Пленные остановились. Доктор кричал на санитаров около вагонов. Бородатый немец, весело смеясь, балагу­рил с другими пленными, а сам поддерживал под руку своего соседа, красавца без ноги. Марья Петровна погля­дывала на пустую штанину, колыхавшуюся в воздухе. Безногий, все так же презрительно сдвинув брови, поти­рал застывшие руки и кашлял простудным кашлем. Было только начало октября, но уже пятый день неожиданно завернули морозы. Ветер порывами заносил под навес перрона сухой, колючий снег. Немец кашлял часто и по­долгу: видно, сильно простудился.
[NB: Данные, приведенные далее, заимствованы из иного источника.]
use std::collections::{BTreeMap, BTreeSet};
use std::fmt;

use glam::Vec3;
use tracing::debug;

use super::Channel;
use crate::scene::{NodeId, SceneGraph};

#[derive(Debug, Clone, Copy, PartialEq, Eq, PartialOrd, Ord, Hash)]
pub struct InteractableId(pub u64);

pub type ActivateCallback = Box<dyn FnMut()>;
pub type GrabCallback = Box<dyn FnMut(Channel)>;
pub type ReleaseCallback = Box<dyn FnMut(Channel, Vec3)>;
pub type HoverCallback = Box<dyn FnMut(Channel)>;

#[derive(Default)]
pub struct GrabHandlers {
    on_grab: Option<GrabCallback>,
    on_release: Option<ReleaseCallback>,
}

impl GrabHandlers {
    pub fn new() -> Self {
        Self::default()
    }

    pub fn on_grab(mut self, callback: impl FnMut(Channel) + 'static) -> Self {
        self.on_grab = Some(Box::new(callback));
        self
    }

    /// Receives the world position the object was let go at.
    pub fn on_release(mut self, callback: impl FnMut(Channel, Vec3) + 'static) -> Self {
        self.on_release = Some(Box::new(callback));
        self
    }
}

#[derive(Default)]
pub struct ActivateHandlers {
    on_activate: Option<ActivateCallback>,
}

impl ActivateHandlers {
    pub fn new() -> Self {
        Self::default()
    }

    pub fn on_activate(mut self, callback: impl FnMut() + 'static) -> Self {
        self.on_activate = Some(Box::new(callback));
        self
    }
}

pub enum Capability {
    Grab(GrabHandlers),
    Activate(ActivateHandlers),
    Both {
        grab: GrabHandlers,
        activate: ActivateHandlers,
    },
}

impl Capability {
    pub fn can_grab(&self) -> bool {
        matches!(self, Self::Grab(_) | Self::Both { .. })
    }

    pub fn can_activate(&self) -> bool {
        matches!(self, Self::Activate(_) | Self::Both { .. })
    }

    pub fn name(&self) -> &'static str {
        match self {
            Self::Grab(_) => "grab",
            Self::Activate(_) => "activate",
            Self::Both { .. } => "both",
        }
    }

    fn grab_handlers(&mut self) -> Option<&mut GrabHandlers> {
        match self {
            Self::Grab(grab) | Self::Both { grab, .. } => Some(grab),
            Self::Activate(_) => None,
        }
    }

    fn activate_handlers(&mut self) -> Option<&mut ActivateHandlers> {
        match self {
            Self::Activate(activate) | Self::Both { activate, .. } => Some(activate),
            Self::Grab(_) => None,
        }
    }
}

impl fmt::Debug for Capability {
    fn fmt(&self, f: &mut fmt::Formatter<'_>) -> fmt::Result {
        f.write_str(self.name())
    }
}

/// A scene object the player can hover, grab or activate. Disabled entries
/// stay registered but are skipped by hit-testing and proximity search.
pub struct Interactable {
    node: NodeId,
    capability: Capability,
    enabled: bool,
    on_hover_enter: Option<HoverCallback>,
    on_hover_exit: Option<HoverCallback>,
}

impl Interactable {
    pub fn new(node: NodeId, capability: Capability) -> Self {
        Self {
            node,
            capability,
            enabled: true,
            on_hover_enter: None,
            on_hover_exit: None,
        }
    }

    pub fn grabbable(node: NodeId, handlers: GrabHandlers) -> Self {
        Self::new(node, Capability::Grab(handlers))
    }

    pub fn activatable(node: NodeId, handlers: ActivateHandlers) -> Self {
        Self::new(node, Capability::Activate(handlers))
    }

    pub fn with_enabled(mut self, enabled: bool) -> Self {
        self.enabled = enabled;
        self
    }

    pub fn on_hover_enter(mut self, callback: impl FnMut(Channel) + 'static) -> Self {
        self.on_hover_enter = Some(Box::new(callback));
        self
    }

    pub fn on_hover_exit(mut self, callback: impl FnMut(Channel) + 'static) -> Self {
        self.on_hover_exit = Some(Box::new(callback));
        self
    }

    pub fn node(&self) -> NodeId {
        self.node
    }

    pub fn capability(&self) -> &Capability {
        &self.capability
    }

    pub fn is_enabled(&self) -> bool {
        self.enabled
    }

    pub(crate) fn notify_activate(&mut self) {
        if let Some(callback) = self
            .capability
            .activate_handlers()
            .and_then(|handlers| handlers.on_activate.as_mut())
        {
            callback();
        }
    }

    pub(crate) fn notify_grab(&mut self, channel: Channel) {
        if let Some(callback) = self
            .capability
            .grab_handlers()
            .and_then(|handlers| handlers.on_grab.as_mut())
        {
            callback(channel);
        }
    }

    pub(crate) fn notify_release(&mut self, channel: Channel, world_position: Vec3) {
        if let Some(callback) = self
            .capability
            .grab_handlers()
            .and_then(|handlers| handlers.on_release.as_mut())
        {
            callback(channel, world_position);
        }
    }

    pub(crate) fn notify_hover_enter(&mut self, channel: Channel) {
        if let Some(callback) = self.on_hover_enter.as_mut() {
            callback(channel);
        }
    }

    pub(crate) fn notify_hover_exit(&mut self, channel: Channel) {
        if let Some(callback) = self.on_hover_exit.as_mut() {
            callback(channel);
        }
    }
}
А шинелишка легонькая. «И чего их в вагоны не посадят?» — брезгливо подумала Марья Петровна. И все приглядывалась с враждою к немцу: кашляет, руки иззябли, прыгает на одной ноге, а сколько спеси! И не взглянет ни на кого, как будто и не люди для него.

Подошел другой доктор, с лицом трамвайного контролера, и сиплым голосом сказал фельдфебелю:

— На тот конец отправить восемьдесят человек!

Пленных двинули вперед и стали вводить в вагоны. Сзади надвинулись другие пленные. Теперь это были австрийцы, в мышино-серых шинелях и грязных, давно не­чищенных штиблетах. Огромный австриец с молодым, детским лицом стоял на костылях, бережно держа на весу ра­неную ногу в повязке; рядом стоял другой австрияк, смешно маленький, с лицом пухлым и круглым. Они вполголоса разговаривали по-польски; по тону, каким они говорили, чувствовалось, что они большие друзья; это чувствовалось и по тому, как маленький заботливо оправил шинель на плечах большого и застегнул ему под подбородком верх­нюю пуговицу. Такое у большого было милое, детское ли­цо, и так беспомощно висела меж костылей огромная нога в повязке… Что-то дрогнуло и горько задрожало в груди у Марьи Петровны: господи, сколько народу перепорче­но — молодого, здорового!